People probably do what your are thinking all the time and I would bet what your are thinking would be OK. But, in an abundance of caution, I will admit I'm the wrong guy to respond from a "structural" standpoint. 

It is not uncommon for a transom to hang back a short way past the rear-most trailer frame. However, the transom must still be fully supported by the bunks. Sounds like your transom was floating out there with no visible means of support. 

Another thing to think about is tongue weight. Because you moved the boat forward there will be more tongue weight. It will also change if you add a longer tongue. I honestly don't know what movement of weight & tongue length in relation to the axle would be significant. To be on the safe side you might want to check. The commonly quoted target is 10% to 15% of the total trailer weight (including the boat/gear of course). Doesn't mean you can't do what you are thinking. You just might need to tweak the weight distribution to get the perfect balance.


----------



## Scott F (Aug 14, 2018)

With a tongue that long, a swing away bracket would make adding the extra part pretty easy, although it would add a lot to the cost. It would also make storage of the trailer more convenient.
https://www.amazon.com/Fulton-HDPB350101-Fold-Away-Bolt-Trailer/dp/B003IHMA6Y


----------



## C_walters (Aug 14, 2018)

The length won’t be a problem, I can fit it in the garage. I just want to get rid of the shoty job the previous owner did on it. Rather start fresh and if I’m starting fresh figured just order the length I want so it’s all one piece. Also figure I’ll do away with the tilt since it’s so loose and hooky with just having a single bolt that it pivots on. Figure I’ll put two more bolts in it to lock it all in, or just take it to my buddy that is a welder and have him weld it solid.


----------



## CedarRiverScooter (Aug 14, 2018)

LDubs has good advice - Put the boat in new position & then assess balance. Include weight of longer tongue.

A long tongue may be springy on the highway, had one like that, was annoying.


----------



## ProduceMan (Aug 17, 2018)

This worked for me. https://www.forum.tinboats.net/viewtopic.php?f=49&t=43115&p=434729&hilit=telescopic+tongue#p434729


----------



## richg99 (Aug 17, 2018)

Lots of issues here. Unsupported transom means, eventually, a "Hook" in the hull. Get the bunks under the transom or get another trailer.

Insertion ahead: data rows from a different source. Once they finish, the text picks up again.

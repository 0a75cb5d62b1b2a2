pub mod commands;

use clap::{Parser, Subcommand};
use std::process::ExitCode;

#[derive(Debug, Parser)]
#[command(
    name = "aiaa",
    about = "AIAA operator CLI",
    long_about = "Inspect configuration, check ERP and language model readiness, and dry-run intent classification.",
    after_help = "Examples:\n  aiaa doctor --json\n  aiaa config\n  aiaa classify \"how many A4 paper do we have\""
)]
pub struct Cli {
    #[command(subcommand)]
    command: Command,
}

#[derive(Debug, Subcommand)]
enum Command {
    #[command(
        about = "Inspect effective configuration values with source attribution and redaction"
    )]
    Config,
    #[command(about = "Validate config, ERP login, and language model readiness")]
    Doctor {
        #[arg(long, help = "Emit machine-readable JSON output")]
        json: bool,
    },
    #[command(about = "Classify a message with the configured language model and print the intent")]
    Classify {
        #[arg(help = "Message text, as a user would send it in chat")]
        text: Vec<String>,
    },
}

pub fn run() -> ExitCode {
    let cli = Cli::parse();

    let result = match cli.command {
        Command::Config => {
            commands::CommandResult { exit_code: 0, output: commands::config::run() }
        }
        Command::Doctor { json } => commands::doctor::run(json),
        Command::Classify { text } => commands::classify::run(&text.join(" ")),
    };

    println!("{}", result.output);
    ExitCode::from(result.exit_code)
}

Longer tongue, with no other changes, may mean more weight on the hitch. LDUBS is correct. Your target is 10/15% of total weight.

Personally, I'd probably just buy a proper trailer and go from there.


----------



## C_walters (Aug 18, 2018)

I know It probably doesn’t work like this but my thinking is I’m moving the boat forward 16-18” could even go as far as 20-22” forward to put the transom at the end of the trailer, and extending the tongue 24”. In my eyes it should be very similar to how it was before. I’m picking up the material this week, redoing the bunks and I’ll get a total weight and see how the tongue weight turns out then fine tune from there.


----------



## LDUBS (Aug 19, 2018)

I suspect you might have to move the axle forward too. But, the only way to be sure is to weigh it like you say.


----------



## C_walters (Aug 19, 2018)

I’m kinda wondering if extending it is going to put the tongue weight where it needs to be anyways. Here is a pic of how it was sitting on the trailer, mind you I’ve just got the boat and haven’t even towed it yet so I haven’t a clue how it acts behind the truck. The wheels are way forward under the boat in my eyes.


----------



## richg99 (Aug 20, 2018)

IMHO, if you substitute a longer tongue and move the boat forward until it's Transom is supported by the bunks, your weight will move forward also.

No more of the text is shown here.